At the bunker, they are contacted by the government and tasked with stopping the alien invasion. They determine that the aliens are radioactive, and decide to capture an alien to conduct tests on. They attempt to spray an alien with acrylic to seal it in plastic, but this fails. They then fill a hole with the acrylic liquid and lure an alien into it. Once captured, the encased alien is taken to the bunker.

Back at the bunker, they confine the alien in a pressure chamber and break the acrylic casing using high air pressure. The alien offers to spare their lives if they will surrender and set it free; Major Jay refuses. They try several experiments, but nothing affects the alien. Frustrated and hopeless, Dr. Lamont wants to surrender, but Major Jay does not. The two fight and inadvertently damage some electronic equipment, setting off a loud alarm. They notice that the alien reacts violently to the noise.

They build a sound gun and test it on the alien, causing it to become visible and killing it in the process. They try to inform the government, but their radio is jammed by the aliens, who are apparently nearby. Using a radio direction finder they follow the jamming signal to the alien ship, killing several aliens along the way.

Jay walks through the woods to get to the ship and is confronted by several aliens. He kills them with the sound gun, but is shot by an alien zombie in the process. Despite being wounded, he finds the alien ship and shoots it with the sound gun, causing it to explode. With the jamming signal silenced, Dr. Penner is then able to contact the government and tell them how to stop the aliens, while Phyllis tends Bruce's wound.

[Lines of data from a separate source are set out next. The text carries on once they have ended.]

//! Persistence port for match results.
//!
//! The engine only ever writes through this trait, at most once per pair,
//! and never reads back.

use std::collections::HashMap;

use parking_lot::RwLock;
use tracing::debug;

use crate::{error::StoreError, matching::scoring::MatchResult};

pub trait MatchStore: Send + Sync {
    /// Update-or-create the result for `(candidate_id, vacancy_id)`.
    fn save(&self, candidate_id: i64, vacancy_id: i64, result: &MatchResult) -> Result<(), StoreError>;
}

/// Process-local store keyed by `(candidate_id, vacancy_id)`; latest write wins.
#[derive(Debug, Default)]
pub struct InMemoryMatchStore {
    results: RwLock<HashMap<(i64, i64), MatchResult>>,
}

impl InMemoryMatchStore {
    pub fn new() -> Self {
        Self::default()
    }

    pub fn get(&self, candidate_id: i64, vacancy_id: i64) -> Option<MatchResult> {
        self.results.read().get(&(candidate_id, vacancy_id)).copied()
    }

    pub fn len(&self) -> usize {
        self.results.read().len()
    }

    pub fn is_empty(&self) -> bool {
        self.results.read().is_empty()
    }

    /// All stored results, ordered by key.
    pub fn snapshot(&self) -> Vec<((i64, i64), MatchResult)> {
        let mut rows: Vec<_> = self
            .results
            .read()
            .iter()
            .map(|(key, result)| (*key, *result))
            .collect();
        rows.sort_by_key(|(key, _)| *key);
        rows
    }
}

impl MatchStore for InMemoryMatchStore {
    fn save(&self, candidate_id: i64, vacancy_id: i64, result: &MatchResult) -> Result<(), StoreError> {
        let replaced = self
            .results
            .write()
            .insert((candidate_id, vacancy_id), *result)
            .is_some();
        debug!(candidate_id, vacancy_id, replaced, "match result saved");
        Ok(())
    }
}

Later, at the United Nations in New York, Dr. Penner, Dr. Lamont, Phyllis Penner and Major Jay receive thanks for saving the world from the alien invasion.

== Cast ==
- John Agar as Major Bruce Jay
- Jean Byron as Phyllis Penner
- Philip Tonge as Dr. Adam Penner
- Robert Hutton as Dr. John Lamont
- John Carradine as Dr. Karol Noymann
- Hal Torey as The Farmer
- Paul Langton as General Stone
- Eden Hartford as WAAF Secretary
- Don Kennedy as Pilot
- Chuck Niles as Hockey Game Announcer

== Production ==
Production of Invisible Invaders began in December 1958.

The shooting schedule and budget are not known. Byron said in an interview that the "picture was filmed rather quickly. I remember the director moving from one set-up to the next very rapidly". Film critic Bill Warren called it a "cheap little picture", noting that it "couldn't possibly have had a shooting schedule longer than two weeks (probably one week)" and that the movie gives "every evidence of having been made in great haste".

Costs were held down, in part, by re-use of special effects artist Paul Blaisdell's monster costume from It! The Terror from Beyond Space (1958) also directed by Cahn) during a sequence in which one of the invaders is encased in plastic so it can be seen. According to author Randy Palmer, "To help camouflage the costume, optical effects were added to lighten the image and give it a distinct blur, so that it's very difficult to tell that the invader's true form matches that of (Blaisdell's) Martian Lizard Man". However, as Warren pointed out, by 1959 "no one cared about SF movies made on this budget level. They were just a product to get on the screen as soon as possible". Nevertheless, Blaisdell wasn't compensated for the reuse of his prop monster suit.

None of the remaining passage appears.